Oh, Whispy Woods... Will you ever give up?
Obtaining gold medals in levels unlocks challenges in the fittingly named Challenge Mode. These challenges consist of a series of rooms where your goal is to get Kirby to the treasure chest before time runs out. Initial challenges are child's play, offering little difficult and easy access to treasure chests. However, later challenges require a skilled ability to tap and touch. These challenges add even more replay value to Kirby and the Rainbow Curse, which has a relatively short story mode, so that is a beneficial thing.

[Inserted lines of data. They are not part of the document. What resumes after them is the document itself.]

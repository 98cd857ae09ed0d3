// SPDX-FileCopyrightText: 2026 Quill Contributors
// SPDX-License-Identifier: MIT OR Apache-2.0

//! Conversation context assembly for the first model turn.

use quill_core::types::{Message, MessageStatus, ModelMessage};

/// Build the model transcript from a thread's stored messages.
///
/// Only complete messages are included, and the assistant message being
/// produced (`exclude_id`) is always left out.
pub fn build_transcript(history: &[Message], exclude_id: &str) -> Vec<ModelMessage> {
    history
        .iter()
        .filter(|m| m.status == MessageStatus::Complete && m.id != exclude_id)
        .filter(|m| !m.blocks.is_empty())
        .map(|m| ModelMessage {
            role: m.role,
            blocks: m.blocks.clone(),
        })
        .collect()
}
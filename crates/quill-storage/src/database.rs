// SPDX-FileCopyrightText: 2026 Quill Contributors
// SPDX-License-Identifier: MIT OR Apache-2.0

//! Database connection management with PRAGMA setup, WAL mode, and lifecycle.
//!
//! All writes are serialized through tokio-rusqlite's single background thread.
//! Do NOT create additional Connection instances for writes.

use quill_core::QuillError;
use thiserror::Error;
use tracing::debug;

use crate::migrations;

/// Error raised inside a connection closure.
///
/// Domain errors abort the surrounding transaction (it is dropped without
/// commit) and surface unchanged to the caller.
#[derive(Debug, Error)]
pub enum DbError {
    #[error(transparent)]
    Sqlite(#[from] rusqlite::Error),

    #[error("malformed stored json: {0}")]
    Json(#[from] serde_json::Error),

    #[error("migration failed: {0}")]
    Migration(String),

    #[error(transparent)]
    Domain(#[from] QuillError),
}

/// Convert a tokio-rusqlite error into a [`QuillError`].
pub fn map_tr_err(err: tokio_rusqlite::Error<DbError>) -> QuillError {
    match err {
        tokio_rusqlite::Error::Error(DbError::Domain(e)) => e,
        tokio_rusqlite::Error::Error(DbError::Sqlite(e)) => QuillError::Storage {
            source: Box::new(e),
        },
        tokio_rusqlite::Error::Error(DbError::Json(e)) => QuillError::Storage {
            source: Box::new(e),
        },
        other => QuillError::Storage {
            source: other.to_string().into(),
        },
    }
}

/// Handle to the SQLite database.
pub struct Database {
    conn: tokio_rusqlite::Connection,
}

impl Database {
    /// Open (or create) the database at `path` and run pending migrations.
    pub async fn open(path: &str) -> Result<Self, QuillError> {
        Self::open_with(path, true).await
    }

    /// Open with explicit journal mode selection.
    pub async fn open_with(path: &str, wal_mode: bool) -> Result<Self, QuillError> {
        if let Some(parent) = std::path::Path::new(path).parent() {
            if !parent.as_os_str().is_empty() {
                std::fs::create_dir_all(parent).map_err(|e| QuillError::Storage {
                    source: Box::new(e),
                })?;
            }
        }

        let conn = tokio_rusqlite::Connection::open(path)
            .await
            .map_err(|e| QuillError::Storage {
                source: e.to_string().into(),
            })?;

        conn.call(move |conn| -> Result<(), DbError> {
            if wal_mode {
                let mode: String = conn.pragma_update_and_check(
                    None,
                    "journal_mode",
                    "WAL",
                    |row| row.get(0),
                )?;
                debug!(journal_mode = %mode, "journal mode set");
            }
            conn.execute_batch(
                "PRAGMA synchronous = NORMAL;
                 PRAGMA foreign_keys = ON;
                 PRAGMA busy_timeout = 5000;",
            )?;
            migrations::run_migrations(conn)?;
            Ok(())
        })
        .await
        .map_err(map_tr_err)?;

        debug!(path, "database opened");
        Ok(Self { conn })
    }

    /// Returns the underlying connection for query modules.
    pub fn connection(&self) -> &tokio_rusqlite::Connection {
        &self.conn
    }

    /// Checkpoint the WAL and close the connection.
    pub async fn close(self) -> Result<(), QuillError> {
        self.conn
            .call(|conn| -> Result<(), DbError> {
                conn.execute_batch("PRAGMA wal_checkpoint(TRUNCATE);")?;
                Ok(())
            })
            .await
            .map_err(map_tr_err)?;
        self.conn.close().await.map_err(|e| QuillError::Storage {
            source: e.to_string().into(),
        })
    }
}
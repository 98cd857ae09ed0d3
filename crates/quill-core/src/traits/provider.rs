// SPDX-FileCopyrightText: 2026 Quill Contributors
// SPDX-License-Identifier: MIT OR Apache-2.0

//! Provider adapter trait for streaming language model backends.

use async_trait::async_trait;

use crate::error::QuillError;
use crate::traits::adapter::PluginAdapter;
use crate::types::{ModelRequest, ModelStream};

/// Adapter for language model providers.
///
/// Errors carry a `transient` flag through [`QuillError::UpstreamModel`];
/// the execution worker retries transient failures that occur before any
/// output was produced.
#[async_trait]
pub trait ProviderAdapter: PluginAdapter {
    /// Sends a request and returns a stream of response chunks.
    async fn stream(&self, request: ModelRequest) -> Result<ModelStream, QuillError>;
}
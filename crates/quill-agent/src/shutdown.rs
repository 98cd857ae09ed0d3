// SPDX-FileCopyrightText: 2026 Quill Contributors
// SPDX-License-Identifier: MIT OR Apache-2.0

//! Process shutdown for `quill serve`.
//!
//! SIGTERM or SIGINT cancels a [`CancellationToken`]; the runtime then stops
//! taking jobs and gives running workers a grace period to finish.
//! Anything still running afterwards is reconciled by recovery on the next
//! start.

use std::time::Duration;

use tokio_util::sync::CancellationToken;
use tokio_util::task::TaskTracker;
use tracing::{debug, info, warn};

/// Spawn a task that cancels the returned token on SIGTERM or SIGINT.
pub fn install_signal_handler() -> CancellationToken {
    let token = CancellationToken::new();
    let trigger = token.clone();

    tokio::spawn(async move {
        wait_for_signal().await;
        trigger.cancel();
        debug!("shutdown requested, job loop stopping");
    });

    token
}

#[cfg(unix)]
async fn wait_for_signal() {
    use tokio::signal::unix::{SignalKind, signal};

    let mut sigterm = match signal(SignalKind::terminate()) {
        Ok(sigterm) => sigterm,
        Err(e) => {
            warn!(error = %e, "could not install SIGTERM handler, only Ctrl+C will stop the server");
            if tokio::signal::ctrl_c().await.is_ok() {
                info!(signal = "SIGINT", "stopping quill serve");
            }
            return;
        }
    };

    tokio::select! {
        _ = tokio::signal::ctrl_c() => {
            info!(signal = "SIGINT", "stopping quill serve");
        }
        _ = sigterm.recv() => {
            info!(signal = "SIGTERM", "stopping quill serve");
        }
    }
}

#[cfg(not(unix))]
async fn wait_for_signal() {
    let _ = tokio::signal::ctrl_c().await;
    info!(signal = "ctrl-c", "stopping quill serve");
}

/// Waits up to `timeout` for tracked workers to finish.
///
/// Closes the tracker first, so no new workers can be added. Returns
/// whether every worker finished in time.
pub async fn drain_workers(tasks: &TaskTracker, timeout: Duration) -> bool {
    tasks.close();
    if tasks.is_empty() {
        info!("no active workers to drain");
        return true;
    }

    info!(count = tasks.len(), "waiting for active workers to complete");
    match tokio::time::timeout(timeout, tasks.wait()).await {
        Ok(()) => {
            info!("all workers drained successfully");
            true
        }
        Err(_) => {
            warn!(
                remaining = tasks.len(),
                "timeout reached, interrupted requests will be failed on next start"
            );
            false
        }
    }
}
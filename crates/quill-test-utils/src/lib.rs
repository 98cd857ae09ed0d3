// SPDX-FileCopyrightText: 2026 Quill Contributors
// SPDX-License-Identifier: MIT OR Apache-2.0

//! Test utilities for Quill integration tests.
//!
//! Provides scripted adapters and a harness that runs the full execution
//! stack against a temporary SQLite database, with no external services.
//!
//! # Components
//!
//! - [`MockProvider`] - model provider that plays back scripted turns
//! - [`ScriptedTool`] - tool with a fixed result that records its inputs
//! - [`TestHarness`] - storage, runtime, and helpers to wait on requests

pub mod harness;
pub mod mock_provider;
pub mod scripted_tool;

pub use harness::{TEST_OWNER, TEST_THREAD, TestHarness, TestHarnessBuilder};
pub use mock_provider::{MockProvider, MockTurn};
pub use scripted_tool::ScriptedTool;
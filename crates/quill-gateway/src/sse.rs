// SPDX-FileCopyrightText: 2026 Quill Contributors
// SPDX-License-Identifier: MIT OR Apache-2.0

//! Server-Sent Events for `GET /v1/requests/{id}/stream`.
//!
//! Each execution event becomes one SSE event:
//! ```text
//! id: 3
//! event: text_chunk
//! data: {"request_id":"...","seq":3,"created_at":"...","payload":{"type":"text_chunk","text":"Hi"}}
//! ```
//! The stream replays everything after the cursor (`?after=N` or the
//! `Last-Event-ID` header), follows live events, and ends after the
//! terminal event.

use std::convert::Infallible;

use axum::extract::{Extension, Path, Query, State};
use axum::http::HeaderMap;
use axum::response::sse::{Event, KeepAlive, Sse};
use futures::{Stream, StreamExt};
use quill_core::api::{ErrorResponse, STREAM_ERROR_EVENT};
use quill_core::{ExecutionEvent, QuillError};

use crate::auth::CallerIdentity;
use crate::error::ApiError;
use crate::handlers::EventsQuery;
use crate::server::GatewayState;

/// GET /v1/requests/{id}/stream
pub async fn stream_events(
    State(state): State<GatewayState>,
    Extension(caller): Extension<CallerIdentity>,
    Path(id): Path<String>,
    Query(query): Query<EventsQuery>,
    headers: HeaderMap,
) -> Result<Sse<impl Stream<Item = Result<Event, Infallible>>>, ApiError> {
    let after = match query.after {
        Some(after) => after,
        None => last_event_id(&headers)?,
    };
    let events = state.runtime.attach(&caller.user, &id, after).await?;
    tracing::debug!(request_id = %id, after, "sse stream attached");

    let stream = events
        .map(|item| Ok(to_sse(item)))
        .take_until(state.shutdown.clone().cancelled_owned());
    Ok(Sse::new(stream).keep_alive(KeepAlive::new().interval(state.keep_alive).text("keepalive")))
}

fn last_event_id(headers: &HeaderMap) -> Result<i64, ApiError> {
    match headers.get("last-event-id").and_then(|v| v.to_str().ok()) {
        None => Ok(0),
        Some(raw) => raw
            .trim()
            .parse::<i64>()
            .map_err(|_| ApiError::bad_request(format!("invalid Last-Event-ID `{raw}`"))),
    }
}

fn to_sse(item: Result<ExecutionEvent, QuillError>) -> Event {
    match item {
        Ok(event) => {
            let base = Event::default()
                .id(event.seq.to_string())
                .event(event.payload.kind().to_string());
            match serde_json::to_string(&event) {
                Ok(data) => base.data(data),
                Err(e) => error_event(&QuillError::Internal(format!("event encoding failed: {e}"))),
            }
        }
        Err(err) => {
            tracing::warn!(error = %err, "sse stream failed");
            error_event(&err)
        }
    }
}

fn error_event(err: &QuillError) -> Event {
    let body = ErrorResponse {
        error: err.to_string(),
        code: err.code().to_string(),
    };
    let data = serde_json::to_string(&body).unwrap_or_else(|_| err.to_string());
    Event::default().event(STREAM_ERROR_EVENT).data(data)
}
// SPDX-FileCopyrightText: 2026 Quill Contributors
// SPDX-License-Identifier: MIT OR Apache-2.0

//! `quill serve` command implementation.
//!
//! Opens storage, reconciles requests left by a previous process, starts
//! the job loop and the approval sweeper, and serves the gateway until a
//! shutdown signal. In-flight workers are drained before storage closes.

use std::sync::Arc;
use std::time::Duration;

use quill_agent::builtin::register_builtins;
use quill_agent::shutdown::install_signal_handler;
use quill_agent::{Runtime, RuntimeSettings, ToolRegistry};
use quill_config::model::{ModelConfig, QuillConfig};
use quill_core::{PluginAdapter, ProviderAdapter, QuillError, StorageAdapter};
use quill_gateway::GatewayState;
use quill_storage::SqliteStorage;
use tracing::{info, warn};

use crate::echo::EchoProvider;

/// Delay between echoed words, so streaming is visible in a terminal.
const ECHO_CHUNK_DELAY: Duration = Duration::from_millis(40);

fn build_provider(config: &ModelConfig) -> Result<Arc<dyn ProviderAdapter>, QuillError> {
    match config.provider.as_str() {
        "echo" => Ok(Arc::new(EchoProvider::new(ECHO_CHUNK_DELAY))),
        other => Err(QuillError::Config(format!("unknown model provider `{other}`"))),
    }
}

/// Runs the `quill serve` command.
pub async fn run_serve(config: QuillConfig) -> Result<(), QuillError> {
    info!(name = %config.agent.name, "starting quill serve");

    let storage = SqliteStorage::new(config.storage.clone());
    storage.initialize().await?;
    let storage: Arc<dyn StorageAdapter> = Arc::new(storage);

    let provider = build_provider(&config.model)?;
    info!(
        provider = provider.name(),
        version = %provider.version(),
        model = %config.model.model,
        "model provider ready"
    );

    let mut tools = ToolRegistry::new();
    register_builtins(&mut tools);
    info!("tool registry initialized with {} built-in tools", tools.len());

    let runtime = Runtime::new(
        storage.clone(),
        provider,
        tools,
        RuntimeSettings::from_config(&config),
    );

    let report = runtime.recover().await?;
    info!(
        redispatched = report.redispatched,
        resumed = report.resumed,
        awaiting_approval = report.awaiting_approval,
        interrupted = report.interrupted,
        "startup recovery complete"
    );

    let cancel = install_signal_handler();
    runtime.start(cancel.clone());

    let listener = quill_gateway::bind(&config.gateway).await?;
    let state = GatewayState::new(runtime.clone(), &config.gateway);
    let served = quill_gateway::serve(listener, state, cancel.clone()).await;

    // The gateway may also stop on its own error; stop the job loop either way.
    cancel.cancel();
    if runtime.shutdown().await {
        info!("all workers finished");
    } else {
        warn!("workers still running after the grace period; their requests are recovered on next start");
    }

    storage.close().await?;
    info!("quill serve stopped");
    served
}
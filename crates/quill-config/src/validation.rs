// SPDX-FileCopyrightText: 2026 Quill Contributors
// SPDX-License-Identifier: MIT OR Apache-2.0

//! Post-deserialization validation for configuration values.
//!
//! Validates semantic constraints that cannot be expressed via serde attributes,
//! such as valid listen addresses, non-empty paths, and non-zero limits.

use crate::diagnostic::ConfigError;
use crate::model::QuillConfig;

const LOG_LEVELS: &[&str] = &["trace", "debug", "info", "warn", "error"];

/// Model providers compiled into the binary.
pub const PROVIDERS: &[&str] = &["echo"];

/// Validate a deserialized configuration for semantic correctness.
///
/// Collects every failure rather than stopping at the first one.
pub fn validate_config(config: &QuillConfig) -> Result<(), Vec<ConfigError>> {
    let mut errors = Vec::new();
    let mut fail = |message: String| errors.push(ConfigError::Validation { message });

    if !LOG_LEVELS.contains(&config.agent.log_level.as_str()) {
        fail(format!(
            "agent.log_level `{}` must be one of: {}",
            config.agent.log_level,
            LOG_LEVELS.join(", ")
        ));
    }

    if config.storage.database_path.trim().is_empty() {
        fail("storage.database_path must not be empty".to_string());
    }

    let host = config.gateway.host.trim();
    if host.is_empty() {
        fail("gateway.host must not be empty".to_string());
    } else {
        let is_valid_ip = host.parse::<std::net::IpAddr>().is_ok();
        let is_valid_hostname = host
            .chars()
            .all(|c| c.is_alphanumeric() || c == '.' || c == '-');
        if !is_valid_ip && !is_valid_hostname {
            fail(format!(
                "gateway.host `{host}` is not a valid IP address or hostname"
            ));
        }
    }

    for (token, user) in &config.gateway.tokens {
        if token.trim().is_empty() || user.trim().is_empty() {
            fail("gateway.tokens entries need a non-empty token and user".to_string());
        }
    }

    if config.worker.max_concurrent == 0 {
        fail("worker.max_concurrent must be at least 1".to_string());
    }
    if config.worker.max_tool_rounds == 0 {
        fail("worker.max_tool_rounds must be at least 1".to_string());
    }
    if config.worker.approval_timeout_secs == 0 {
        fail("worker.approval_timeout_secs must be at least 1".to_string());
    }
    if config.worker.sweep_interval_secs == 0 {
        fail("worker.sweep_interval_secs must be at least 1".to_string());
    }
    if config.worker.event_buffer == 0 {
        fail("worker.event_buffer must be at least 1".to_string());
    }

    if !PROVIDERS.contains(&config.model.provider.as_str()) {
        fail(format!(
            "model.provider `{}` must be one of: {}",
            config.model.provider,
            PROVIDERS.join(", ")
        ));
    }
    if config.model.model.trim().is_empty() {
        fail("model.model must not be empty".to_string());
    }
    if config.model.max_tokens == 0 {
        fail("model.max_tokens must be at least 1".to_string());
    }

    let url = config.client.server_url.trim();
    if !(url.starts_with("http://") || url.starts_with("https://")) {
        fail(format!(
            "client.server_url `{url}` must start with http:// or https://"
        ));
    }
    if config.client.state_path.trim().is_empty() {
        fail("client.state_path must not be empty".to_string());
    }

    if errors.is_empty() {
        Ok(())
    } else {
        Err(errors)
    }
}
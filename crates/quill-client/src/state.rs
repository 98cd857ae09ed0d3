// SPDX-FileCopyrightText: 2026 Quill Contributors
// SPDX-License-Identifier: MIT OR Apache-2.0

//! Local session state that survives client restarts.
//!
//! One JSON document maps each thread to its in-flight work: a submission
//! whose response was never seen, or the request being followed and the
//! last event already delivered for it. The file
//! is rewritten whole through a temporary sibling and a rename.

use std::collections::BTreeMap;
use std::path::{Path, PathBuf};

use quill_core::QuillError;
use quill_core::types::Submission;
use serde::{Deserialize, Serialize};
use tokio::sync::Mutex;

/// A submission that was sent, or is about to be, without a recorded response.
#[derive(Debug, Clone, PartialEq, Eq, Serialize, Deserialize)]
pub struct PendingSubmission {
    pub idempotency_key: String,
    pub content: String,
}

/// In-flight work of one thread.
#[derive(Debug, Clone, Default, PartialEq, Eq, Serialize, Deserialize)]
pub struct ThreadEntry {
    #[serde(default, skip_serializing_if = "Option::is_none")]
    pub pending: Option<PendingSubmission>,
    #[serde(default, skip_serializing_if = "Option::is_none")]
    pub request_id: Option<String>,
    #[serde(default, skip_serializing_if = "Option::is_none")]
    pub provisional_message_id: Option<String>,
    /// Highest event `seq` of `request_id` already passed to the caller.
    #[serde(default, skip_serializing_if = "is_zero")]
    pub last_seq: i64,
}

fn is_zero(seq: &i64) -> bool {
    *seq == 0
}

#[derive(Debug, Default, Serialize, Deserialize)]
struct SessionState {
    #[serde(default)]
    threads: BTreeMap<String, ThreadEntry>,
}

/// File-backed session state.
#[derive(Debug)]
pub struct StateStore {
    path: PathBuf,
    state: Mutex<SessionState>,
}

impl StateStore {
    /// Load the state file, starting empty when it does not exist yet.
    pub async fn open(path: impl Into<PathBuf>) -> Result<Self, QuillError> {
        let path = path.into();
        let state = match tokio::fs::read(&path).await {
            Ok(bytes) => serde_json::from_slice(&bytes).map_err(|e| QuillError::Storage {
                source: format!("corrupt session state {}: {e}", path.display()).into(),
            })?,
            Err(e) if e.kind() == std::io::ErrorKind::NotFound => SessionState::default(),
            Err(e) => return Err(QuillError::Storage { source: Box::new(e) }),
        };
        Ok(Self {
            path,
            state: Mutex::new(state),
        })
    }

    pub fn path(&self) -> &Path {
        &self.path
    }

    pub async fn thread(&self, thread_id: &str) -> Option<ThreadEntry> {
        self.state.lock().await.threads.get(thread_id).cloned()
    }

    /// Record a submission before it is sent, so a crash can re-send it with the same key.
    pub async fn record_pending(
        &self,
        thread_id: &str,
        pending: PendingSubmission,
    ) -> Result<(), QuillError> {
        let mut state = self.state.lock().await;
        state.threads.insert(
            thread_id.to_string(),
            ThreadEntry {
                pending: Some(pending),
                ..ThreadEntry::default()
            },
        );
        self.persist(&state).await
    }

    /// Replace the pending record with the accepted request.
    pub async fn record_submitted(
        &self,
        thread_id: &str,
        submission: &Submission,
    ) -> Result<(), QuillError> {
        let mut state = self.state.lock().await;
        state.threads.insert(
            thread_id.to_string(),
            ThreadEntry {
                pending: None,
                request_id: Some(submission.request_id.clone()),
                provisional_message_id: Some(submission.provisional_message_id.clone()),
                last_seq: 0,
            },
        );
        self.persist(&state).await
    }

    /// Where to pick up `request_id` on this thread; 0 for a full replay.
    pub async fn cursor(&self, thread_id: &str, request_id: &str) -> i64 {
        self.state
            .lock()
            .await
            .threads
            .get(thread_id)
            .filter(|entry| entry.request_id.as_deref() == Some(request_id))
            .map_or(0, |entry| entry.last_seq)
    }

    /// Remember the last event delivered for the thread's recorded request.
    ///
    /// Ignored when the thread no longer follows `request_id`.
    pub async fn record_cursor(
        &self,
        thread_id: &str,
        request_id: &str,
        seq: i64,
    ) -> Result<(), QuillError> {
        let mut state = self.state.lock().await;
        let Some(entry) = state.threads.get_mut(thread_id) else {
            return Ok(());
        };
        if entry.request_id.as_deref() != Some(request_id) || entry.last_seq >= seq {
            return Ok(());
        }
        entry.last_seq = seq;
        self.persist(&state).await
    }

    /// Forget a thread's in-flight work once its outcome is known.
    pub async fn clear(&self, thread_id: &str) -> Result<(), QuillError> {
        let mut state = self.state.lock().await;
        if state.threads.remove(thread_id).is_none() {
            return Ok(());
        }
        self.persist(&state).await
    }

    async fn persist(&self, state: &SessionState) -> Result<(), QuillError> {
        let json = serde_json::to_vec_pretty(state).map_err(|e| QuillError::Storage {
            source: Box::new(e),
        })?;
        if let Some(parent) = self.path.parent() {
            if !parent.as_os_str().is_empty() {
                tokio::fs::create_dir_all(parent)
                    .await
                    .map_err(|e| QuillError::Storage { source: Box::new(e) })?;
            }
        }
        let tmp = self.path.with_extension("json.tmp");
        tokio::fs::write(&tmp, json)
            .await
            .map_err(|e| QuillError::Storage { source: Box::new(e) })?;
        tokio::fs::rename(&tmp, &self.path)
            .await
            .map_err(|e| QuillError::Storage { source: Box::new(e) })
    }
}

#[cfg(test)]
mod tests {
    use super::*;

    fn submission() -> Submission {
        Submission {
            request_id: "r1".into(),
            provisional_message_id: "m2".into(),
            triggering_message_id: "m1".into(),
            created: true,
        }
    }

    #[tokio::test]
    async fn missing_file_starts_empty() {
        let dir = tempfile::tempdir().unwrap();
        let store = StateStore::open(dir.path().join("state.json")).await.unwrap();
        assert!(store.thread("t1").await.is_none());
    }

    #[tokio::test]
    async fn entries_survive_reopen() {
        let dir = tempfile::tempdir().unwrap();
        let path = dir.path().join("nested").join("state.json");

        let store = StateStore::open(&path).await.unwrap();
        store
            .record_pending(
                "t1",
                PendingSubmission {
                    idempotency_key: "k1".into(),
                    content: "hello".into(),
                },
            )
            .await
            .unwrap();
        store.record_submitted("t2", &submission()).await.unwrap();
        drop(store);

        let reopened = StateStore::open(&path).await.unwrap();
        let t1 = reopened.thread("t1").await.unwrap();
        assert_eq!(t1.pending.unwrap().idempotency_key, "k1");
        assert!(t1.request_id.is_none());
        let t2 = reopened.thread("t2").await.unwrap();
        assert_eq!(t2.request_id.as_deref(), Some("r1"));
        assert_eq!(t2.provisional_message_id.as_deref(), Some("m2"));
        assert!(!path.with_extension("json.tmp").exists());
    }

    #[tokio::test]
    async fn submitted_replaces_pending_and_clear_forgets() {
        let dir = tempfile::tempdir().unwrap();
        let path = dir.path().join("state.json");
        let store = StateStore::open(&path).await.unwrap();
        store
            .record_pending(
                "t1",
                PendingSubmission {
                    idempotency_key: "k1".into(),
                    content: "hello".into(),
                },
            )
            .await
            .unwrap();
        store.record_submitted("t1", &submission()).await.unwrap();
        assert!(store.thread("t1").await.unwrap().pending.is_none());

        store.clear("t1").await.unwrap();
        assert!(store.thread("t1").await.is_none());
        let reopened = StateStore::open(&path).await.unwrap();
        assert!(reopened.thread("t1").await.is_none());
    }

    #[tokio::test]
    async fn cursor_is_scoped_to_the_recorded_request() {
        let dir = tempfile::tempdir().unwrap();
        let path = dir.path().join("state.json");
        let store = StateStore::open(&path).await.unwrap();
        store.record_submitted("t1", &submission()).await.unwrap();
        assert_eq!(store.cursor("t1", "r1").await, 0);

        store.record_cursor("t1", "r1", 4).await.unwrap();
        store.record_cursor("t1", "r1", 2).await.unwrap();
        store.record_cursor("t1", "other", 9).await.unwrap();
        assert_eq!(store.cursor("t1", "r1").await, 4);
        assert_eq!(store.cursor("t1", "other").await, 0);

        let reopened = StateStore::open(&path).await.unwrap();
        assert_eq!(reopened.cursor("t1", "r1").await, 4);
        reopened.record_submitted("t1", &submission()).await.unwrap();
        assert_eq!(reopened.cursor("t1", "r1").await, 0);
    }

    #[tokio::test]
    async fn corrupt_file_is_an_error() {
        let dir = tempfile::tempdir().unwrap();
        let path = dir.path().join("state.json");
        std::fs::write(&path, b"{not json").unwrap();
        let err = StateStore::open(&path).await.unwrap_err();
        assert!(matches!(err, QuillError::Storage { .. }));
    }
}
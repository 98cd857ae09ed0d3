// SPDX-FileCopyrightText: 2026 Quill Contributors
// SPDX-License-Identifier: MIT OR Apache-2.0

//! Startup reconciliation of requests left by a previous process.
//!
//! - pending requests are dispatched again
//! - in-progress requests without a checkpoint were mid-stream when the
//!   process died and are failed
//! - checkpointed requests whose tool call was decided are resumed
//! - checkpointed requests still awaiting a decision are left alone

use std::sync::Arc;

use quill_core::types::RequestUpdate;
use quill_core::{EventPayload, QuillError, RequestStatus, StorageAdapter};
use tracing::{info, warn};

use crate::dispatcher::Dispatcher;
use crate::event_log::EventLog;

pub const INTERRUPTED_MESSAGE: &str = "execution interrupted by a server restart";

/// What recovery did, by category.
#[derive(Debug, Default, Clone, PartialEq, Eq)]
pub struct RecoveryReport {
    pub redispatched: usize,
    pub resumed: usize,
    pub awaiting_approval: usize,
    pub interrupted: usize,
}

pub async fn recover(
    storage: &Arc<dyn StorageAdapter>,
    log: &EventLog,
    dispatcher: &Dispatcher,
) -> Result<RecoveryReport, QuillError> {
    let mut report = RecoveryReport::default();

    for request in storage.list_requests(Some(RequestStatus::Pending)).await? {
        dispatcher.run(&request.id);
        report.redispatched += 1;
    }

    for request in storage.list_requests(Some(RequestStatus::InProgress)).await? {
        let pending = request.checkpoint.as_ref().map(|c| c.pending_tool_call_id.clone());
        let reason = match pending {
            None => INTERRUPTED_MESSAGE.to_string(),
            Some(tool_call_id) => match storage.get_tool_call(&tool_call_id).await? {
                Some(call) if call.status.is_decided() => {
                    dispatcher.resume(&request.id);
                    report.resumed += 1;
                    continue;
                }
                Some(_) => {
                    report.awaiting_approval += 1;
                    continue;
                }
                None => format!("checkpoint references missing tool call {tool_call_id}"),
            },
        };

        match log
            .finish(
                &request.id,
                RequestStatus::InProgress,
                EventPayload::Error {
                    message: reason.clone(),
                },
                RequestUpdate::failure(reason),
            )
            .await
        {
            Ok(_) => report.interrupted += 1,
            Err(e) => warn!(request_id = %request.id, error = %e, "could not fail interrupted request"),
        }
    }

    info!(
        redispatched = report.redispatched,
        resumed = report.resumed,
        awaiting_approval = report.awaiting_approval,
        interrupted = report.interrupted,
        "recovery complete"
    );
    Ok(report)
}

One of many challenge rooms in
Kirby and the Rainbow Curse.
Kirby and the Rainbow Curse is a blatantly adorable and cute game. Its cuteness emanates from the colorful diary pages that can be collected at the end of levels, the beautiful claymation art style of the game, and the cast of characters that you can't help but go "aw" to. The entire world of Kirby and the Rainbow Curse is made up of clay. This is punctuated even better by having the actual characters be at a lower frame-rate than the backgrounds, perfectly simulating the claymation style. Unfortunately, this game pretty much demands your attention to be centered on the Wii U GamePad screen rather than the television. Considering the GamePad screen is not HD, this can feel like a punishment if you have a giant HDTV to display the gorgeous art style on.

The utterance of "squee~!" just doesn't cover it.
The music of Kirby and the Rainbow Curse is amazing. Level themes are extremely catchy and full of riffs and melodic phrases that will stick with you long after the game has been shut off.

Kirby and the Rainbow Curse isn't quite the sequel to Kirby Canvas Curse that I was desiring, but that notwithstanding, the game manages to create a wonderful identity for itself. While levels can be too long (annoying for completionists like myself), some transformations are better than others, and some frustrations here and there through normal play, Kirby and the Rainbow Curse isn't all sunshine and rainbows, but it is a colorful and delightful romp that should put a smile on any player's face. Of course, that's in between irritated grimaces.